ARINC424 Specification

ARINC424 is an aeronautical specification developed and maintained by the industry which has been used for the exchange of navigation and communication data between commercial data suppliers and avionic system manufacturers for more than 30 years

It was created in the 70’s to meet the requirements of more complex embedded navigation systems (FMS) supporting evolving navigation techniques. The ARINC424 sets forth the air transport industry’s recommended standards for the preparation of airborne navigation system reference data files.

The first issue of the ARINC424 specification was officially published in May 1975. The version applicable in August 2010 is version 19, which was released on December 2008. The specification is maintained by the A424 committee which groups the major aeronautical actors involved in the different steps of the data production chain:

  • ANSP & administrations
  • Commercial data providers
  • Avionic systems suppliers
  • Aircraft manufacturers
  • Airlines


The ARINC424 specifies a format of navigation (and communication) data based on text files containing lines of 132 alphanumeric characters. Section 4 “ARINC424 Records” and Section 5 “ARINC424 Fields” detail the textual structure and the type of alphanumeric characters which shall be used in order to represent aeronautical features. The picture below illustrates how an Airport can be expressed in ARINC424.

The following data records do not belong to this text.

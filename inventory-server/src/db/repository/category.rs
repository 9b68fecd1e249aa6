//! Category Repository

use super::{BaseRepository, RepoError, RepoResult, parse_record_id};
use chrono::Utc;
use shared::models::{Category, CategoryCreate, CategoryUpdate};
use surrealdb::Surreal;
use surrealdb::engine::local::Db;

const CATEGORY_TABLE: &str = "category";

// =============================================================================
// Category Repository
// =============================================================================

#[derive(Clone)]
pub struct CategoryRepository {
    base: BaseRepository,
}

impl CategoryRepository {
    pub fn new(db: Surreal<Db>) -> Self {
        Self {
            base: BaseRepository::new(db),
        }
    }

    /// Find all categories
    pub async fn find_all(&self) -> RepoResult<Vec<Category>> {
        let categories: Vec<Category> = self
            .base
            .db()
            .query("SELECT * FROM category ORDER BY name")
            .await?
            .take(0)?;
        Ok(categories)
    }

    /// Find category by id
    ///
    /// A malformed id is treated the same as an unknown one.
    pub async fn find_by_id(&self, id: &str) -> RepoResult<Option<Category>> {
        let Ok(record_id) = parse_record_id(CATEGORY_TABLE, id) else {
            return Ok(None);
        };
        let category: Option<Category> = self.base.db().select(record_id).await?;
        Ok(category)
    }

    /// Find category by exact name
    pub async fn find_by_name(&self, name: &str) -> RepoResult<Option<Category>> {
        let mut result = self
            .base
            .db()
            .query("SELECT * FROM category WHERE name = $name LIMIT 1")
            .bind(("name", name.to_string()))
            .await?;
        let categories: Vec<Category> = result.take(0)?;
        Ok(categories.into_iter().next())
    }

    /// Create a new category
    ///
    /// Category names are unique; a clash is reported as [`RepoError::Duplicate`].
    pub async fn create(&self, data: CategoryCreate) -> RepoResult<Category> {
        if data.name.trim().is_empty() {
            return Err(RepoError::Validation("name cannot be empty".into()));
        }

        if self.find_by_name(&data.name).await?.is_some() {
            return Err(RepoError::Duplicate(format!(
                "Category '{}' already exists",
                data.name
            )));
        }

        let category = Category {
            id: None,
            name: data.name,
            description: data.description.unwrap_or_default(),
            created_at: Utc::now(),
        };

        let created: Option<Category> = self
            .base
            .db()
            .create(CATEGORY_TABLE)
            .content(category)
            .await?;

        created.ok_or_else(|| RepoError::Database("Failed to create category".to_string()))
    }

    /// Update a category
    pub async fn update(&self, id: &str, data: CategoryUpdate) -> RepoResult<Category> {
        let record_id = parse_record_id(CATEGORY_TABLE, id)
            .map_err(|_| RepoError::NotFound(format!("Category {} not found", id)))?;

        let existing = self
            .find_by_id(id)
            .await?
            .ok_or_else(|| RepoError::NotFound(format!("Category {} not found", id)))?;

        if let Some(ref new_name) = data.name {
            if new_name.trim().is_empty() {
                return Err(RepoError::Validation("name cannot be empty".into()));
            }
            if new_name != &existing.name && self.find_by_name(new_name).await?.is_some() {
                return Err(RepoError::Duplicate(format!(
                    "Category '{}' already exists",
                    new_name
                )));
            }
        }

        self.base
            .db()
            .query("UPDATE $id MERGE $data")
            .bind(("id", record_id))
            .bind(("data", data))
            .await?;

        self.find_by_id(id)
            .await?
            .ok_or_else(|| RepoError::NotFound(format!("Category {} not found", id)))
    }

    /// Delete a category
    ///
    /// Products keep their stored reference; lookups on them simply stop
    /// resolving to a live category.
    pub async fn delete(&self, id: &str) -> RepoResult<()> {
        let record_id = parse_record_id(CATEGORY_TABLE, id)
            .map_err(|_| RepoError::NotFound(format!("Category {} not found", id)))?;

        let deleted: Option<Category> = self.base.db().delete(record_id).await?;
        if deleted.is_none() {
            return Err(RepoError::NotFound(format!("Category {} not found", id)));
        }
        Ok(())
    }
}
//! Downstream forwarding: envelope decoding and error-code translation
//!
//! Each test spins up a stub downstream service on an ephemeral port and
//! drives a [`ServiceClient`] against it.

use std::time::Duration;

use axum::{Json, Router, extract::RawQuery, routing::get};
use edge_gateway::client::ServiceClient;
use http::StatusCode;
use serde_json::{Value, json};
use shared::{ApiResponse, ErrorCode};

async fn serve(app: Router) -> String {
    let listener = tokio::net::TcpListener::bind("127.0.0.1:0").await.unwrap();
    let addr = listener.local_addr().unwrap();
    tokio::spawn(async move {
        axum::serve(listener, app).await.unwrap();
    });
    format!("http://{}", addr)
}

fn inventory_client(base_url: String) -> ServiceClient {
    ServiceClient::new(
        "inventory-server",
        base_url,
        Duration::from_secs(2),
        ErrorCode::InventoryUnavailable,
    )
}

fn order_client(base_url: String) -> ServiceClient {
    ServiceClient::new(
        "order-server",
        base_url,
        Duration::from_secs(2),
        ErrorCode::NetworkError,
    )
}

#[tokio::test]
async fn success_envelope_passes_through() {
    let app = Router::new().route(
        "/api/products/{id}",
        get(|| async {
            Json(json!({
                "code": 0,
                "message": "OK",
                "data": {"id": "product:espresso", "name": "Espresso", "price": 2.5, "stock": 40}
            }))
        }),
    );
    let client = inventory_client(serve(app).await);

    let envelope = client.get("api/products/product:espresso", None).await.unwrap();
    assert_eq!(envelope.code, Some(0));
    let data = envelope.data.unwrap();
    assert_eq!(data["name"], "Espresso");
    assert_eq!(data["stock"], 40);
}

#[tokio::test]
async fn query_string_is_forwarded_verbatim() {
    let app = Router::new().route(
        "/api/orders",
        get(|RawQuery(query): RawQuery| async move {
            Json(json!({
                "code": 0,
                "message": "OK",
                "data": {"query": query.unwrap_or_default()}
            }))
        }),
    );
    let client = order_client(serve(app).await);

    let envelope = client
        .get("api/orders", Some("user_id=user-1&limit=5&offset=10"))
        .await
        .unwrap();
    assert_eq!(
        envelope.data.unwrap()["query"],
        "user_id=user-1&limit=5&offset=10"
    );
}

#[tokio::test]
async fn error_envelope_translates_to_app_error() {
    let app = Router::new().route(
        "/api/orders",
        get(|| async {
            (
                StatusCode::CONFLICT,
                Json(json!({
                    "code": 6002,
                    "message": "Insufficient stock for product 'product:a': requested 2, available 1",
                    "details": {"product_id": "product:a", "requested": 2, "available": 1}
                })),
            )
        }),
    );
    let client = order_client(serve(app).await);

    let err = client.get("api/orders", None).await.unwrap_err();
    assert_eq!(err.code, ErrorCode::InsufficientStock);
    assert_eq!(err.http_status(), StatusCode::CONFLICT);
    assert!(err.message.contains("product:a"));
    assert_eq!(
        err.details.unwrap().get("requested"),
        Some(&Value::from(2))
    );
}

#[tokio::test]
async fn fault_codes_render_generic_outward() {
    let app = Router::new().route(
        "/api/products",
        get(|| async {
            (
                StatusCode::INTERNAL_SERVER_ERROR,
                Json(json!({"code": 9002, "message": "rocksdb: io stall on /var/lib/shop"})),
            )
        }),
    );
    let client = inventory_client(serve(app).await);

    let err = client.get("api/products", None).await.unwrap_err();
    assert_eq!(err.code, ErrorCode::DatabaseError);
    assert_eq!(err.http_status(), StatusCode::INTERNAL_SERVER_ERROR);

    // The edge render strips the internal cause
    let rendered = ApiResponse::error(&err.sanitized());
    assert_eq!(rendered.message, "Database error");
}

#[tokio::test]
async fn unrecognized_code_maps_to_unknown() {
    let app = Router::new().route(
        "/api/products",
        get(|| async { Json(json!({"code": 1234, "message": "??"})) }),
    );
    let client = inventory_client(serve(app).await);

    let err = client.get("api/products", None).await.unwrap_err();
    assert_eq!(err.code, ErrorCode::Unknown);
    assert_eq!(err.message, ErrorCode::Unknown.message());
}

#[tokio::test]
async fn garbage_reply_uses_the_leg_fallback() {
    let app = Router::new().route("/api/products", get(|| async { "plain text, not a JSON envelope" }));
    let base = serve(app).await;

    let err = inventory_client(base.clone())
        .get("api/products", None)
        .await
        .unwrap_err();
    assert_eq!(err.code, ErrorCode::InventoryUnavailable);
    assert_eq!(err.http_status(), StatusCode::BAD_GATEWAY);

    let err = order_client(base).get("api/products", None).await.unwrap_err();
    assert_eq!(err.code, ErrorCode::NetworkError);
}

#[tokio::test]
async fn unreachable_service_uses_the_leg_fallback() {
    // Grab a free port, then close it again so connections get refused
    let listener = tokio::net::TcpListener::bind("127.0.0.1:0").await.unwrap();
    let addr = listener.local_addr().unwrap();
    drop(listener);
    let base = format!("http://{}", addr);

    let err = inventory_client(base.clone())
        .get("api/products", None)
        .await
        .unwrap_err();
    assert_eq!(err.code, ErrorCode::InventoryUnavailable);

    let err = order_client(base).get("api/orders", None).await.unwrap_err();
    assert_eq!(err.code, ErrorCode::NetworkError);
}

#[tokio::test]
async fn slow_downstream_hits_the_call_timeout() {
    let app = Router::new().route(
        "/api/orders",
        get(|| async {
            tokio::time::sleep(Duration::from_millis(500)).await;
            Json(json!({"code": 0, "message": "OK"}))
        }),
    );
    let client = ServiceClient::new(
        "order-server",
        serve(app).await,
        Duration::from_millis(100),
        ErrorCode::NetworkError,
    );

    let err = client.get("api/orders", None).await.unwrap_err();
    assert_eq!(err.code, ErrorCode::NetworkError);
}

#[tokio::test]
async fn health_probe_reports_bad_status() {
    let app = Router::new()
        .route("/health", get(|| async { (StatusCode::SERVICE_UNAVAILABLE, "down") }));
    let client = inventory_client(serve(app).await);

    let err = client.check_health().await.unwrap_err();
    assert!(err.contains("503"));

    let app = Router::new().route("/health", get(|| async { "OK" }));
    let client = inventory_client(serve(app).await);
    assert!(client.check_health().await.is_ok());
}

In addition to the description of the format, the ARINC424 specification also provides a series of rules (Business rules) explaining how the Aeronautical Information Publication should be interpreted (naming convention for waypoints for instance). One of the major chapters of the specification (Attachment 5) deals with the encoding of terminal procedures (SID, STAR, Approaches). The ARINC424 defines in particular the concept of Path&Terminators (elementary trajectories which are sequenced in order to represent a complete procedure) which is now more and more adopted outside the strict A424 community. As an example, the ARINC424 Path&Terminator concept is reused in the ICAO Performance-Based Navigation Manual.

Data chain

The ARINC424 datasets are assembled by commercial data suppliers based on the public sources (AIPs). Custom data (also named tailored data) which is specific to the end-user, such as the Company Routes specified by an airline, is added to this in initial set of standard ARINC424 data. The ARINC424 text files are then converted into binary datasets by ground compilers (packing software) which are unique to each avionic system manufacturer; at this stage, the input ARINC424 dataset can be adapted to meet the specific requirements of a target Flight Management System. The resulting binary file is a navigation database which is unique per FMS manufacturer and per FMS type. The picture above illustrates the general data production chain, from the publication to the embedded system.

One of the main consequences of this process is that an airline operating a mixed fleet will have to manage and validate many different types of navigation databases every 28 days (the AIRAC cycle), which generates significant logistic effort and costs.